Copyright: © 2022 Guo et al. This is an open access article distributed under the terms of the Creative Commons Attribution License (CC BY 3.0), which permits unrestricted use, distribution, and reproduction in any medium, provided the original author and source are credited.


Telomere is a unique DNA-protein complex which covers the ends of chromosomes to avoid end fusion and maintain the stability and integrity of chromosomes. Telomere length (TL) shortening has been linked to aging and various age-related diseases in humans. Here we recruited a total of 1031 Chinese individuals aged between 12 and 111 years, including 108 families with parents and their offspring. DNA was extracted from peripheral white blood cells and TL was measured by quantitative PCR (qPCR). We explored the associations of TL with age, gender and clinical variables, and tested the parental effects on TL variation. First, we found that TL was shortened with age, however, TL was better maintained in females than males. Second, there was a robust association of TL between mother and offspring, but not between father and their offspring. In addition, TL was inversely associated with visceral fat index in females, and positively associated with apolipoprotein A levels. Knockdown of the key genes for lipid metabolism (PNPLA2 and CPT1) shortened the TL in HepG2 cells. These findings indicate that TL is maternally inherited, and impairment of lipid metabolism may contribute to the TL shortening in the Chinese population.

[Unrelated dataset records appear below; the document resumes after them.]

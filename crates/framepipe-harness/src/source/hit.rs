use bytes::{Buf, BufMut, BytesMut};
use rand::Rng;
use rand_chacha::ChaCha8Rng;

use framepipe_frame::{
    body, body_mut, create_frame, fill_body, fill_header, required_capacity, FrameError, Pattern,
};

use super::{PayloadSource, SourceFuture};

/// Body bytes of one hit: timestamp, DOM id, source id, trigger mode.
pub const HIT_BODY_LEN: usize = 8 + 8 + 4 + 4;

/// Largest gap between consecutive hit timestamps, in milliseconds.
const MAX_HIT_GAP_MS: i64 = 10;

/// One synthetic hit as carried in a frame body.
#[derive(Debug, Clone, Copy, PartialEq, Eq)]
pub struct Hit {
    pub timestamp_ms: i64,
    pub dom_id: i64,
    pub source_id: i32,
    pub trigger_mode: i32,
}

impl Hit {
    /// Decode the hit carried by a frame built by [`HitSource`].
    pub fn parse(frame: &[u8]) -> Result<Self, FrameError> {
        let mut body = body(frame)?;
        if body.len() < HIT_BODY_LEN {
            return Err(FrameError::Truncated {
                offset: 0,
                needed: HIT_BODY_LEN,
                len: body.len(),
            });
        }
        Ok(Self {
            timestamp_ms: body.get_i64(),
            dom_id: body.get_i64(),
            source_id: body.get_i32(),
            trigger_mode: body.get_i32(),
        })
    }
}

/// Endless source of synthetic hit frames.
///
/// Timestamps are run-relative and strictly increasing; DOM ids are drawn
/// uniformly from `0..num_doms`. The frame pattern field is Zero.
pub struct HitSource {
    source_id: u32,
    trigger_mode: i32,
    num_doms: u32,
    rng: ChaCha8Rng,
    clock_ms: i64,
}

impl HitSource {
    pub fn new(source_id: u32, trigger_mode: i32, num_doms: u32, rng: ChaCha8Rng) -> Self {
        Self {
            source_id,
            trigger_mode,
            num_doms: num_doms.max(1),
            rng,
            clock_ms: 0,
        }
    }

    fn next_hit(&mut self) -> Hit {
        self.clock_ms += self.rng.gen_range(1..=MAX_HIT_GAP_MS);
        Hit {
            timestamp_ms: self.clock_ms,
            dom_id: self.rng.gen_range(0..self.num_doms) as i64,
            source_id: self.source_id as i32,
            trigger_mode: self.trigger_mode,
        }
    }

    fn build(&mut self, seq: i32) -> Result<BytesMut, FrameError> {
        let hit = self.next_hit();
        let mut buf = BytesMut::zeroed(required_capacity(HIT_BODY_LEN));
        create_frame(&mut buf)?;
        fill_header(&mut buf, seq, Pattern::Zero)?;
        fill_body(&mut buf, HIT_BODY_LEN, &mut self.rng)?;

        let mut out = body_mut(&mut buf)?;
        out.put_i64(hit.timestamp_ms);
        out.put_i64(hit.dom_id);
        out.put_i32(hit.source_id);
        out.put_i32(hit.trigger_mode);
        Ok(buf)
    }
}

impl PayloadSource for HitSource {
    fn next_frame(&mut self, seq: i32) -> SourceFuture<'_> {
        let frame = self.build(seq);
        Box::pin(async move { Ok(Some(frame?)) })
    }

    fn kind(&self) -> &'static str {
        "hit"
    }
}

ALP: alkaline phosphatase; ALT: alanine transaminase; AST: aspartate transaminase; BFR: body fat rate; BMI: body mass index; BMR: basic metabolism rate; BOM: bone mass; Cre: creatinine; DBP: diastolic blood pressure; Glu: blood glucose; HDL: high-density lipoprotein; PBW: percent body water; LDL: low-density lipoprotein; SBP: systolic blood pressure; TB: total bilirubin; TC: total cholesterol; TG: triglyceride; UA: uric acid; VFI: visceral fat index.